To their credit, PAs are truly equally opportunity barriers to care. Odds are that you will be required to get one regardless of whether you are young or old, male or female, or if you have the sniffles or a stromal tumor. And like magic, somehow they are filled out, submitted, denied, resubmitted, denied, telephoned about, put on hold for, resubmitted, and finally approved without you (the patient) ever lifting a finger.

Yes, the PA “dance” is too complicated for patients to learn; thus, we the physicians of overly-educated lore, and our countless staff members, are required to learn an array of delicate maneuvers determined by, and different for, each insurance partner we choose to dance with. And to make it a little more complicated, every so often they change the rules of the dance and usually forget to tell us or ask that we intuit the steps. As you might imagine, this causes a lot of toe stepping and even a fall now and again.

The most recent dance began three months ago. During a routine office visit, a patient shared with me that she was having difficulty with pain caused by her fibromyalgia and her symptoms were becoming increasingly severe and bringing her down. She had already tried a host of medications including SSRI’s, so we discussed trying a different medicine. I selected an agent (FDA approved for fibroymalgia), e-scribed it to the pharmacy, and then the dance began.

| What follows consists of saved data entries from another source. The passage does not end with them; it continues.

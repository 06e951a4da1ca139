//! # Toolhub Tools
//!
//! The standard tool set served by toolhub. Each tool reaches one external
//! collaborator through a narrow trait, so tests can swap in fakes:
//!
//! | tool | collaborator | production implementation |
//! |------|--------------|---------------------------|
//! | `fetch_news` | [`NewsSource`] | [`NewsApiClient`] |
//! | `get_it_hotentry` | [`BrowserLauncher`] | [`HttpBrowserLauncher`] |
//! | `clean_desktop_files` | [`Trash`] | [`SystemTrash`] |
//! | `docker_prune` | [`CommandRunner`] | [`ProcessRunner`] |
//! | `fetch_notion_page` | [`PageContentSource`] | [`NotionClient`] |
//! | `fetch_webpage` | [`PageFetcher`] | [`HttpPageFetcher`] |
//!
//! ## Usage
//!
//! ```rust,no_run
//! use toolhub_core::ToolRegistry;
//! use toolhub_tools::{ToolsConfig, register_standard_tools};
//!
//! # fn main() -> Result<(), Box<dyn std::error::Error>> {
//! let config = ToolsConfig::from_env()?;
//! let mut registry = ToolRegistry::new();
//! let report = register_standard_tools(&mut registry, &config)?;
//! for (name, reason) in &report.skipped {
//!     eprintln!("{name} disabled: {reason}");
//! }
//! # Ok(())
//! # }
//! ```

pub mod browser;
pub mod config;
pub mod desktop;
pub mod docker;
pub mod hotentry;
pub mod news;
pub mod notion;
pub mod webpage;

pub use browser::{
    BrowserLauncher, BrowserSession, HttpBrowserLauncher, Link, LinkSelector, with_session,
};
pub use config::{ConfigError, ToolsConfig, ToolsConfigBuilder};
pub use desktop::{CleanDesktopTool, SystemTrash, Trash};
pub use docker::{CommandOutput, CommandRunner, DockerPruneTool, ProcessRunner};
pub use hotentry::HotEntryTool;
pub use news::{Article, FetchNewsTool, NewsApiClient, NewsSource};
pub use notion::{Block, BlockPage, FetchNotionPageTool, NotionClient, PageContentSource};
pub use webpage::{FetchWebpageTool, HttpPageFetcher, PageFetcher};

use reqwest::Client;
use std::sync::Arc;
use std::time::Duration;
use toolhub_core::{ToolError, ToolRegistry};
use tracing::{info, warn};

const USER_AGENT: &str = concat!("toolhub/", env!("CARGO_PKG_VERSION"));

/// Errors raised while assembling the standard tool set
#[derive(Debug, thiserror::Error)]
pub enum ToolsError {
    #[error(transparent)]
    Config(#[from] ConfigError),

    #[error("Failed to build HTTP client: {0}")]
    HttpClient(#[from] reqwest::Error),

    #[error(transparent)]
    Registry(#[from] ToolError),
}

/// Which tools were registered and which were left out, with the reason
#[derive(Debug, Clone, Default, PartialEq, Eq)]
pub struct RegistrationReport {
    pub registered: Vec<String>,
    pub skipped: Vec<(String, String)>,
}

impl RegistrationReport {
    fn skip(&mut self, name: &str, reason: impl Into<String>) {
        let reason = reason.into();
        warn!(tool = name, reason = %reason, "Tool not registered");
        self.skipped.push((name.to_string(), reason));
    }
}

/// Shared outbound HTTP client
pub fn http_client(timeout: Duration) -> Result<Client, reqwest::Error> {
    Client::builder()
        .user_agent(USER_AGENT)
        .timeout(timeout)
        .build()
}

/// Build a registry holding the standard tools, honoring the configured call timeout
pub fn standard_registry(
    config: &ToolsConfig,
) -> Result<(ToolRegistry, RegistrationReport), ToolsError> {
    let mut registry = match config.call_timeout() {
        Some(timeout) => ToolRegistry::new().with_call_timeout(timeout),
        None => ToolRegistry::new(),
    };
    let report = register_standard_tools(&mut registry, config)?;
    Ok((registry, report))
}

/// Register every standard tool whose prerequisites are configured.
///
/// Tools needing a missing credential are skipped and listed in the report.
///
/// # Errors
///
/// Fails if the HTTP client cannot be built or a tool name is already taken.
pub fn register_standard_tools(
    registry: &mut ToolRegistry,
    config: &ToolsConfig,
) -> Result<RegistrationReport, ToolsError> {
    let client = http_client(config.http_timeout())?;
    let mut report = RegistrationReport::default();

    match &config.news_api_key {
        Some(key) => {
            let source = NewsApiClient::new(client.clone(), &config.news_api_url, key);
            registry.register_tool(FetchNewsTool::new(Arc::new(source)))?;
            report.registered.push("fetch_news".to_string());
        }
        None => report.skip("fetch_news", "NEWS_API_KEY is not set"),
    }

    let launcher = HttpBrowserLauncher::new(client.clone(), config.max_page_bytes);
    registry.register_tool(HotEntryTool::new(Arc::new(launcher), &config.hotentry_url))?;
    report.registered.push("get_it_hotentry".to_string());

    match config.resolve_desktop_dir() {
        Some(dir) => {
            registry.register_tool(CleanDesktopTool::new(dir, Arc::new(SystemTrash)))?;
            report.registered.push("clean_desktop_files".to_string());
        }
        None => report.skip("clean_desktop_files", "no desktop directory could be determined"),
    }

    registry.register_tool(DockerPruneTool::new(Arc::new(ProcessRunner)))?;
    report.registered.push("docker_prune".to_string());

    match &config.notion_api_key {
        Some(key) => {
            let source = NotionClient::new(
                client.clone(),
                &config.notion_api_url,
                key,
                &config.notion_version,
            );
            registry.register_tool(FetchNotionPageTool::new(Arc::new(source)))?;
            report.registered.push("fetch_notion_page".to_string());
        }
        None => report.skip("fetch_notion_page", "NOTION_API_KEY is not set"),
    }

    let fetcher = HttpPageFetcher::new(client, config.max_page_bytes);
    registry.register_tool(FetchWebpageTool::new(Arc::new(fetcher)))?;
    report.registered.push("fetch_webpage".to_string());

    info!(
        registered = report.registered.len(),
        skipped = report.skipped.len(),
        "Standard tools registered"
    );
    Ok(report)
}

#[cfg(test)]
mod tests {
    use super::*;
    use std::path::PathBuf;

    #[test]
    fn credentials_gate_registration() {
        let config = ToolsConfigBuilder::new()
            .desktop_dir(PathBuf::from("/tmp"))
            .build()
            .unwrap();
        let mut registry = ToolRegistry::new();

        let report = register_standard_tools(&mut registry, &config).unwrap();

        assert_eq!(
            report.registered,
            vec![
                "get_it_hotentry",
                "clean_desktop_files",
                "docker_prune",
                "fetch_webpage"
            ]
        );
        let skipped: Vec<&str> = report.skipped.iter().map(|(n, _)| n.as_str()).collect();
        assert_eq!(skipped, vec!["fetch_news", "fetch_notion_page"]);
        assert_eq!(registry.tool_names(), report.registered);
    }

    #[test]
    fn all_six_with_credentials() {
        let config = ToolsConfigBuilder::new()
            .news_api_key("n")
            .notion_api_key("k")
            .desktop_dir(PathBuf::from("/tmp"))
            .call_timeout_secs(10)
            .build()
            .unwrap();

        let (registry, report) = standard_registry(&config).unwrap();

        assert!(report.skipped.is_empty());
        assert_eq!(registry.len(), 6);
        assert_eq!(registry.call_timeout(), Some(Duration::from_secs(10)));
        assert_eq!(
            registry.tool_names(),
            vec![
                "fetch_news",
                "get_it_hotentry",
                "clean_desktop_files",
                "docker_prune",
                "fetch_notion_page",
                "fetch_webpage"
            ]
        );
    }

    #[test]
    fn registering_twice_fails() {
        let config = ToolsConfigBuilder::new()
            .desktop_dir(PathBuf::from("/tmp"))
            .build()
            .unwrap();
        let mut registry = ToolRegistry::new();
        register_standard_tools(&mut registry, &config).unwrap();

        let err = register_standard_tools(&mut registry, &config).unwrap_err();
        assert!(matches!(
            err,
            ToolsError::Registry(ToolError::DuplicateTool { .. })
        ));
    }
}
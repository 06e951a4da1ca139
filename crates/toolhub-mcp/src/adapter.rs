//! Conversions between toolhub types and MCP wire types

use rmcp::model::{CallToolResult, Content, JsonObject, Tool};
use serde_json::Value;
use std::sync::Arc;
use toolhub_core::{ToolDefinition, ToolResult};

/// Convert a registered definition to an MCP tool listing
pub fn to_mcp_tool(definition: &ToolDefinition) -> Tool {
    let description = if definition.description.is_empty() {
        format!("toolhub tool: {}", definition.name)
    } else {
        definition.description.clone()
    };

    let input_schema: JsonObject = match definition.input_schema.to_json_schema() {
        Value::Object(schema) => schema,
        _ => JsonObject::new(),
    };

    Tool::new(
        definition.name.to_string(),
        description,
        Arc::new(input_schema),
    )
}

/// Convert an invocation result to an MCP call result, carrying `is_error` across
pub fn to_call_tool_result(result: ToolResult) -> CallToolResult {
    let is_error = result.is_error();
    let content: Vec<Content> = result
        .content
        .iter()
        .filter_map(|block| block.as_text().map(Content::text))
        .collect();

    if is_error {
        CallToolResult::error(content)
    } else {
        CallToolResult::success(content)
    }
}

/// Raw arguments as the registry expects them; absent arguments become `null`
pub fn arguments_value(arguments: Option<JsonObject>) -> Value {
    arguments.map_or(Value::Null, Value::Object)
}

As they say, no good deed should go unpunished. It didn’t take long for the fax machine – recently renamed the denial machine – to start spitting papers into the office with the usual title: request denied. And so it began … we began filling out the requisite PA form which asked the usual questions: What was tried in the past? Why was the medicine needed? How did previous agents fail? How long would it be needed? That PA was promptly returned for insufficient data. No further explanation.

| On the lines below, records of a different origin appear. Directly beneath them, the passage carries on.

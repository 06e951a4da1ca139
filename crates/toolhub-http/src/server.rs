//! Server startup and graceful shutdown

use tokio::net::TcpListener;
use tokio::signal;
use tracing::{info, warn};

use crate::config::HttpConfig;
use crate::error::HttpError;
use crate::router::router;

/// Bind and serve until SIGINT or SIGTERM
pub async fn serve(config: HttpConfig) -> Result<(), HttpError> {
    let addr = config.socket_addr()?;
    let listener = TcpListener::bind(addr)
        .await
        .map_err(|source| HttpError::Bind { addr, source })?;

    info!(%addr, cors = config.enable_cors, "HTTP demo server listening");

    axum::serve(listener, router(&config))
        .with_graceful_shutdown(shutdown_signal())
        .await
        .map_err(HttpError::Server)?;

    info!("HTTP demo server stopped");
    Ok(())
}

/// Completes when a shutdown signal is received
pub async fn shutdown_signal() {
    let ctrl_c = async {
        if let Err(e) = signal::ctrl_c().await {
            warn!(error = %e, "Failed to install Ctrl+C handler");
            std::future::pending::<()>().await;
        }
    };

    #[cfg(unix)]
    let terminate = async {
        match signal::unix::signal(signal::unix::SignalKind::terminate()) {
            Ok(mut stream) => {
                stream.recv().await;
            }
            Err(e) => {
                warn!(error = %e, "Failed to install SIGTERM handler");
                std::future::pending::<()>().await;
            }
        }
    };

    #[cfg(not(unix))]
    let terminate = std::future::pending::<()>();

    tokio::select! {
        _ = ctrl_c => {
            info!("Received SIGINT (Ctrl+C), initiating graceful shutdown");
        },
        _ = terminate => {
            info!("Received SIGTERM, initiating graceful shutdown");
        },
    }
}
//! Route tests for the HTTP demo endpoint

use axum::{
    Router,
    body::Body,
    http::{Request, StatusCode},
};
use serde_json::{Value, json};
use toolhub_http::{HttpConfig, HttpConfigBuilder, McpResponse, router};
use tower::ServiceExt;

fn app() -> Router {
    router(&HttpConfig::default())
}

async fn post_mcp(app: Router, body: impl Into<Body>) -> (StatusCode, Value) {
    let request = Request::builder()
        .method("POST")
        .uri("/mcp")
        .header("content-type", "application/json")
        .body(body.into())
        .unwrap();

    let response = app.oneshot(request).await.unwrap();
    let status = response.status();
    let body = axum::body::to_bytes(response.into_body(), usize::MAX)
        .await
        .unwrap();
    (status, serde_json::from_slice(&body).unwrap())
}

#[tokio::test]
async fn test_health_endpoint() {
    let request = Request::builder()
        .uri("/health")
        .body(Body::empty())
        .unwrap();

    let response = app().oneshot(request).await.unwrap();
    assert_eq!(response.status(), StatusCode::OK);

    let body = axum::body::to_bytes(response.into_body(), usize::MAX)
        .await
        .unwrap();
    let json: Value = serde_json::from_slice(&body).unwrap();
    assert_eq!(json, json!({"status": "healthy"}));
}

#[tokio::test]
async fn test_calculate_sum() {
    let body = json!({
        "query": "calculateSum",
        "conversation_id": "c1",
        "request_id": "r1",
        "parameters": {"numbers": [1, 2, 3]}
    });

    let (status, json) = post_mcp(app(), body.to_string()).await;

    assert_eq!(status, StatusCode::OK);
    assert_eq!(json["status"], "success");
    assert_eq!(json["response"], "The sum of the numbers is 6");
    assert!(json.get("error").is_none());
}

#[tokio::test]
async fn test_unrecognized_query_is_echoed() {
    let (status, json) = post_mcp(app(), json!({"query": "unknownThing"}).to_string()).await;

    assert_eq!(status, StatusCode::OK);
    assert_eq!(json["status"], "success");
    assert!(json["response"].as_str().unwrap().contains("unknownThing"));
}

#[tokio::test]
async fn test_get_weather_default_location() {
    let (_, json) = post_mcp(app(), json!({"query": "getWeather"}).to_string()).await;
    assert_eq!(
        json["response"],
        "The weather in unknown is currently sunny and 72°F"
    );
}

#[tokio::test]
async fn test_get_current_time() {
    let (status, json) = post_mcp(app(), json!({"query": "getCurrentTime"}).to_string()).await;

    assert_eq!(status, StatusCode::OK);
    let text = json["response"].as_str().unwrap();
    let time = text.strip_prefix("The current time is ").unwrap();
    assert!(chrono::NaiveTime::parse_from_str(time, "%H:%M:%S").is_ok());
}

#[tokio::test]
async fn test_malformed_body_returns_error_envelope() {
    for body in ["{not json", r#"{"request_id": "r1"}"#, ""] {
        let (status, json) = post_mcp(app(), body).await;

        assert_eq!(status, StatusCode::INTERNAL_SERVER_ERROR);
        assert_eq!(json["status"], "error");
        assert_eq!(json["response"], McpResponse::APOLOGY);
        assert!(json["error"].as_str().unwrap().starts_with("Malformed request"));
    }
}

#[tokio::test]
async fn test_body_limit() {
    let config = HttpConfigBuilder::new().max_body_size(16).build().unwrap();
    let body = json!({"query": "calculateSum", "parameters": {"numbers": [1, 2, 3]}}).to_string();

    let request = Request::builder()
        .method("POST")
        .uri("/mcp")
        .header("content-type", "application/json")
        .header("content-length", body.len())
        .body(Body::from(body))
        .unwrap();

    let response = router(&config).oneshot(request).await.unwrap();
    assert_eq!(response.status(), StatusCode::PAYLOAD_TOO_LARGE);
}

#[tokio::test]
async fn test_cors_headers() {
    let request = Request::builder()
        .uri("/health")
        .header("origin", "https://example.com")
        .body(Body::empty())
        .unwrap();

    let response = app().oneshot(request).await.unwrap();
    assert_eq!(response.headers()["access-control-allow-origin"], "*");

    let config = HttpConfigBuilder::new().enable_cors(false).build().unwrap();
    let request = Request::builder()
        .uri("/health")
        .header("origin", "https://example.com")
        .body(Body::empty())
        .unwrap();
    let response = router(&config).oneshot(request).await.unwrap();
    assert!(response.headers().get("access-control-allow-origin").is_none());
}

I called. “Sir, please enter the dates of prior trials with the recommended agents and return the form” intoned my dance partner. I followed her lead as closely as possible, despite the vanishingly low likelihood that she had anything that remotely resembled medical training. Nonetheless, the forms were re-completed and re-submitted, this time mentioning all other agents tried and approximate dates of the trials. We presumed success, due to a lack of response from the insurer (No news is good news or so they say) and we moved on to dance for the rest of our patients.

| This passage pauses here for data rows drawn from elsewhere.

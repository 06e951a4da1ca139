//! # Environment-Based Tool Configuration
//!
//! Credentials and endpoints for the standard tools, loaded from the
//! environment and handed to each tool at construction.
//!
//! ## Environment Variables
//!
//! ### Credentials
//! - `NEWS_API_KEY` - NewsAPI key; `fetch_news` is not registered without it
//! - `NOTION_API_KEY` - Notion integration token; `fetch_notion_page` is not registered without it
//!
//! ### Endpoints
//! - `TOOLHUB_NEWS_API_URL` - NewsAPI base URL (default: `https://newsapi.org`)
//! - `TOOLHUB_NOTION_API_URL` - Notion API base URL (default: `https://api.notion.com`)
//! - `TOOLHUB_NOTION_VERSION` - `Notion-Version` header (default: `2022-06-28`)
//! - `TOOLHUB_HOTENTRY_URL` - Hot-entry page (default: `https://b.hatena.ne.jp/hotentry/it`)
//! - `TOOLHUB_DESKTOP_DIR` - Folder emptied by `clean_desktop_files` (default: the user's desktop)
//!
//! ### Limits
//! - `TOOLHUB_HTTP_TIMEOUT_SECS` - Outbound HTTP request timeout (default: 30)
//! - `TOOLHUB_CALL_TIMEOUT_SECS` - Per-invocation timeout, unset for none
//! - `TOOLHUB_MAX_PAGE_BYTES` - Largest page `fetch_webpage` will render (default: 5242880 / 5MB)

use std::{env, path::PathBuf, time::Duration};

pub const DEFAULT_NEWS_API_URL: &str = "https://newsapi.org";
pub const DEFAULT_NOTION_API_URL: &str = "https://api.notion.com";
pub const DEFAULT_NOTION_VERSION: &str = "2022-06-28";
pub const DEFAULT_HOTENTRY_URL: &str = "https://b.hatena.ne.jp/hotentry/it";

/// Error type for configuration loading
#[derive(Debug, thiserror::Error)]
pub enum ConfigError {
    #[error("Invalid environment variable '{key}': {message}")]
    InvalidEnvVar { key: String, message: String },

    #[error("Configuration validation failed: {0}")]
    ValidationError(String),
}

/// Resolved configuration for the standard tools
#[derive(Debug, Clone)]
pub struct ToolsConfig {
    pub news_api_key: Option<String>,
    pub notion_api_key: Option<String>,
    pub news_api_url: String,
    pub notion_api_url: String,
    pub notion_version: String,
    pub hotentry_url: String,
    pub desktop_dir: Option<PathBuf>,
    pub http_timeout_secs: u64,
    pub call_timeout_secs: Option<u64>,
    pub max_page_bytes: usize,
}

impl ToolsConfig {
    /// Load from the environment with validation
    ///
    /// # Errors
    ///
    /// Returns `ConfigError` if a variable is malformed or the result is invalid.
    pub fn from_env() -> Result<Self, ConfigError> {
        ToolsConfigBuilder::from_env()?.build()
    }

    pub fn http_timeout(&self) -> Duration {
        Duration::from_secs(self.http_timeout_secs)
    }

    pub fn call_timeout(&self) -> Option<Duration> {
        self.call_timeout_secs.map(Duration::from_secs)
    }

    /// The folder `clean_desktop_files` operates on, if one can be determined
    pub fn resolve_desktop_dir(&self) -> Option<PathBuf> {
        self.desktop_dir
            .clone()
            .or_else(dirs::desktop_dir)
            .or_else(|| dirs::home_dir().map(|home| home.join("Desktop")))
    }
}

impl Default for ToolsConfig {
    fn default() -> Self {
        let builder = ToolsConfigBuilder::default();
        Self {
            news_api_key: builder.news_api_key,
            notion_api_key: builder.notion_api_key,
            news_api_url: builder.news_api_url,
            notion_api_url: builder.notion_api_url,
            notion_version: builder.notion_version,
            hotentry_url: builder.hotentry_url,
            desktop_dir: builder.desktop_dir,
            http_timeout_secs: builder.http_timeout_secs,
            call_timeout_secs: builder.call_timeout_secs,
            max_page_bytes: builder.max_page_bytes,
        }
    }
}

/// Builder for `ToolsConfig` with environment variable support
#[derive(Debug, Clone)]
pub struct ToolsConfigBuilder {
    news_api_key: Option<String>,
    notion_api_key: Option<String>,
    news_api_url: String,
    notion_api_url: String,
    notion_version: String,
    hotentry_url: String,
    desktop_dir: Option<PathBuf>,
    http_timeout_secs: u64,
    call_timeout_secs: Option<u64>,
    max_page_bytes: usize,
}

impl Default for ToolsConfigBuilder {
    fn default() -> Self {
        Self {
            news_api_key: None,
            notion_api_key: None,
            news_api_url: DEFAULT_NEWS_API_URL.to_string(),
            notion_api_url: DEFAULT_NOTION_API_URL.to_string(),
            notion_version: DEFAULT_NOTION_VERSION.to_string(),
            hotentry_url: DEFAULT_HOTENTRY_URL.to_string(),
            desktop_dir: None,
            http_timeout_secs: 30,
            call_timeout_secs: None,
            max_page_bytes: 5 * 1024 * 1024, // 5MB
        }
    }
}

impl ToolsConfigBuilder {
    /// Create a new builder with default values
    #[must_use]
    pub fn new() -> Self {
        Self::default()
    }

    /// Load configuration from environment variables
    ///
    /// # Errors
    ///
    /// Returns `ConfigError` if any environment variable has an invalid value.
    pub fn from_env() -> Result<Self, ConfigError> {
        let mut builder = Self::default();

        // Credentials
        if let Some(key) = get_env_secret("NEWS_API_KEY") {
            builder = builder.news_api_key(key);
        }
        if let Some(key) = get_env_secret("NOTION_API_KEY") {
            builder = builder.notion_api_key(key);
        }

        // Endpoints
        if let Some(url) = get_env_string("TOOLHUB_NEWS_API_URL") {
            builder = builder.news_api_url(url);
        }
        if let Some(url) = get_env_string("TOOLHUB_NOTION_API_URL") {
            builder = builder.notion_api_url(url);
        }
        if let Some(version) = get_env_string("TOOLHUB_NOTION_VERSION") {
            builder = builder.notion_version(version);
        }
        if let Some(url) = get_env_string("TOOLHUB_HOTENTRY_URL") {
            builder = builder.hotentry_url(url);
        }
        if let Some(dir) = get_env_string("TOOLHUB_DESKTOP_DIR") {
            builder = builder.desktop_dir(PathBuf::from(dir));
        }

        // Limits
        if let Some(timeout) = get_env_u64("TOOLHUB_HTTP_TIMEOUT_SECS")? {
            builder = builder.http_timeout_secs(timeout);
        }
        if let Some(timeout) = get_env_u64("TOOLHUB_CALL_TIMEOUT_SECS")? {
            builder = builder.call_timeout_secs(timeout);
        }
        if let Some(max) = get_env_usize("TOOLHUB_MAX_PAGE_BYTES")? {
            builder = builder.max_page_bytes(max);
        }

        Ok(builder)
    }

    #[must_use]
    pub fn news_api_key(mut self, key: impl Into<String>) -> Self {
        self.news_api_key = Some(key.into());
        self
    }

    #[must_use]
    pub fn notion_api_key(mut self, key: impl Into<String>) -> Self {
        self.notion_api_key = Some(key.into());
        self
    }

    #[must_use]
    pub fn news_api_url(mut self, url: impl Into<String>) -> Self {
        self.news_api_url = url.into();
        self
    }

    #[must_use]
    pub fn notion_api_url(mut self, url: impl Into<String>) -> Self {
        self.notion_api_url = url.into();
        self
    }

    #[must_use]
    pub fn notion_version(mut self, version: impl Into<String>) -> Self {
        self.notion_version = version.into();
        self
    }

    #[must_use]
    pub fn hotentry_url(mut self, url: impl Into<String>) -> Self {
        self.hotentry_url = url.into();
        self
    }

    #[must_use]
    pub fn desktop_dir(mut self, dir: PathBuf) -> Self {
        self.desktop_dir = Some(dir);
        self
    }

    /// Set outbound HTTP request timeout in seconds
    #[must_use]
    pub fn http_timeout_secs(mut self, timeout: u64) -> Self {
        self.http_timeout_secs = timeout;
        self
    }

    /// Set the per-invocation timeout in seconds
    #[must_use]
    pub fn call_timeout_secs(mut self, timeout: u64) -> Self {
        self.call_timeout_secs = Some(timeout);
        self
    }

    /// Set the largest page body `fetch_webpage` accepts
    #[must_use]
    pub fn max_page_bytes(mut self, max: usize) -> Self {
        self.max_page_bytes = max;
        self
    }

    /// Validate configuration and build `ToolsConfig`
    ///
    /// # Errors
    ///
    /// Returns `ConfigError::ValidationError` if the configuration is invalid.
    pub fn build(self) -> Result<ToolsConfig, ConfigError> {
        self.validate()?;

        Ok(ToolsConfig {
            news_api_key: self.news_api_key,
            notion_api_key: self.notion_api_key,
            news_api_url: trim_base_url(self.news_api_url),
            notion_api_url: trim_base_url(self.notion_api_url),
            notion_version: self.notion_version,
            hotentry_url: self.hotentry_url,
            desktop_dir: self.desktop_dir,
            http_timeout_secs: self.http_timeout_secs,
            call_timeout_secs: self.call_timeout_secs,
            max_page_bytes: self.max_page_bytes,
        })
    }

    fn validate(&self) -> Result<(), ConfigError> {
        if self.http_timeout_secs == 0 {
            return Err(ConfigError::ValidationError(
                "http_timeout_secs must be greater than 0".to_string(),
            ));
        }
        if self.http_timeout_secs > 300 {
            return Err(ConfigError::ValidationError(
                "http_timeout_secs must be <= 300 (5 minutes)".to_string(),
            ));
        }

        if self.call_timeout_secs == Some(0) {
            return Err(ConfigError::ValidationError(
                "call_timeout_secs must be greater than 0".to_string(),
            ));
        }

        if self.max_page_bytes == 0 {
            return Err(ConfigError::ValidationError(
                "max_page_bytes must be greater than 0".to_string(),
            ));
        }
        if self.max_page_bytes > 100 * 1024 * 1024 {
            return Err(ConfigError::ValidationError(
                "max_page_bytes must be <= 100MB".to_string(),
            ));
        }

        for (field, url) in [
            ("news_api_url", &self.news_api_url),
            ("notion_api_url", &self.notion_api_url),
            ("hotentry_url", &self.hotentry_url),
        ] {
            if !url.starts_with("http://") && !url.starts_with("https://") {
                return Err(ConfigError::ValidationError(format!(
                    "{field} must start with http:// or https://, got '{url}'"
                )));
            }
        }

        if self.notion_version.trim().is_empty() {
            return Err(ConfigError::ValidationError(
                "notion_version cannot be empty".to_string(),
            ));
        }

        Ok(())
    }
}

fn trim_base_url(url: String) -> String {
    url.trim_end_matches('/').to_string()
}

// Environment variable helper functions

fn get_env_string(key: &str) -> Option<String> {
    env::var(key).ok()
}

/// Blank credentials count as unset
fn get_env_secret(key: &str) -> Option<String> {
    env::var(key)
        .ok()
        .map(|v| v.trim().to_string())
        .filter(|v| !v.is_empty())
}

fn get_env_u64(key: &str) -> Result<Option<u64>, ConfigError> {
    match env::var(key) {
        Ok(val) => val
            .parse::<u64>()
            .map(Some)
            .map_err(|e| ConfigError::InvalidEnvVar {
                key: key.to_string(),
                message: format!("invalid u64 value '{val}': {e}"),
            }),
        Err(_) => Ok(None),
    }
}

fn get_env_usize(key: &str) -> Result<Option<usize>, ConfigError> {
    match env::var(key) {
        Ok(val) => val
            .parse::<usize>()
            .map(Some)
            .map_err(|e| ConfigError::InvalidEnvVar {
                key: key.to_string(),
                message: format!("invalid usize value '{val}': {e}"),
            }),
        Err(_) => Ok(None),
    }
}

#[cfg(test)]
mod tests {
    use super::*;

    #[test]
    fn test_default_builder() {
        let config = ToolsConfigBuilder::new().build().unwrap();
        assert_eq!(config.news_api_url, DEFAULT_NEWS_API_URL);
        assert_eq!(config.notion_version, DEFAULT_NOTION_VERSION);
        assert_eq!(config.hotentry_url, DEFAULT_HOTENTRY_URL);
        assert_eq!(config.http_timeout_secs, 30);
        assert_eq!(config.call_timeout(), None);
        assert!(config.news_api_key.is_none());
    }

    #[test]
    fn test_builder_validation_timeout() {
        let result = ToolsConfigBuilder::new().http_timeout_secs(0).build();
        assert!(
            result
                .unwrap_err()
                .to_string()
                .contains("http_timeout_secs must be greater than 0")
        );

        let result = ToolsConfigBuilder::new().call_timeout_secs(0).build();
        assert!(result.is_err());
    }

    #[test]
    fn test_builder_validation_urls() {
        let result = ToolsConfigBuilder::new()
            .news_api_url("ftp://newsapi.org")
            .build();
        assert!(result.unwrap_err().to_string().contains("news_api_url"));
    }

    #[test]
    fn test_base_urls_lose_trailing_slash() {
        let config = ToolsConfigBuilder::new()
            .notion_api_url("http://localhost:9000/")
            .build()
            .unwrap();
        assert_eq!(config.notion_api_url, "http://localhost:9000");
    }

    #[test]
    fn test_explicit_desktop_dir_wins() {
        let config = ToolsConfigBuilder::new()
            .desktop_dir(PathBuf::from("/tmp/desk"))
            .build()
            .unwrap();
        assert_eq!(config.resolve_desktop_dir(), Some(PathBuf::from("/tmp/desk")));
    }

    #[test]
    fn test_env_u64_parsing() {
        assert_eq!(get_env_u64("TOOLHUB_NONEXISTENT_VAR").unwrap(), None);
    }
}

However, after some time had elapsed we learned that it was denied, again for insufficient data. Feeling perturbed, we banged out a personal letter pleading with them to authorize the prescription. No such luck. You see, when this insurer, which will remain nameless (Hint: It covers patients that probably cannot afford other insurance) asks for details, they want all the gory details. They want to know exact start and stop dates plus precise details on what side effects and (lack of) response the patient experienced.

We complied. My assistant did an exhaustive chart biopsy and filled out yet another PA form. Denied again! That evening I got a voicemail from a representative from the insurer. The next morning we called again and they claimed that the exhaustive analysis we submitted was never received. Nonetheless, they finally zapped over an approval to the denial machine the next day.

As I drove home that evening, I began to reflect on the whole dance-debacle. There seemed to be only a few conclusions that could be drawn from the experience. Either insurance companies don’t trust physicians to be honest with their requests or they have devised the most vile and devious of means to put up every roadblock in their power to save money. Either way it is a sad state of affairs. Obviously, we cannot put this kind of effort into every prescription, test, or procedure that I believe my patients need, and they know that. Translation: money saved.

Sadly, this scenario plays out every day of the week, every week of the year, in every physician’s office across the country. And although the dance wears us down and imparts unnecessary costs on our office in the form of both time and money, ultimately it’s the patients that suffer. Delays and denials have human consequences that insurers seem to fail to recognize.

A bright point on the horizon is an effort by the American Medical Association (AMA) to promote insurer practices that prevent the egregious ballroom antics described here, and similar practices that hurt patients and inhibit effective care. Last month, the AMA released its Insurer Code of Conduct which calls for insurers to adopt consistent practices (everyone is dancing the same dance), that will bring transparency and accountability to insurer practices.

Particularly germane to this example, are sections of the Code that state “no care may be denied on the grounds it is not “medically necessary” except by a physician qualified by education, training and expertise to evaluate the specific clinical issues”, “insurers must eliminate complexity and confusion from their processes and communications”, and “requirements … to obtain approvals and respond to information requests must be minimized and streamlined.”

The Code seems to have gained considerable support from medical societies (my own, Massachusetts Medical Society, signed on), but the real question is what will it take for patients to catch on that these reforms are needed and encourage insurers to adopt the Code?

Until then, we’ll keep shining up our old dance shoes for another tortured saunter through the grand ballroom of futile paperwork.

Charles R. D’Agostino is an internal medicine physician and hosts RadioMD, a weekly radio show.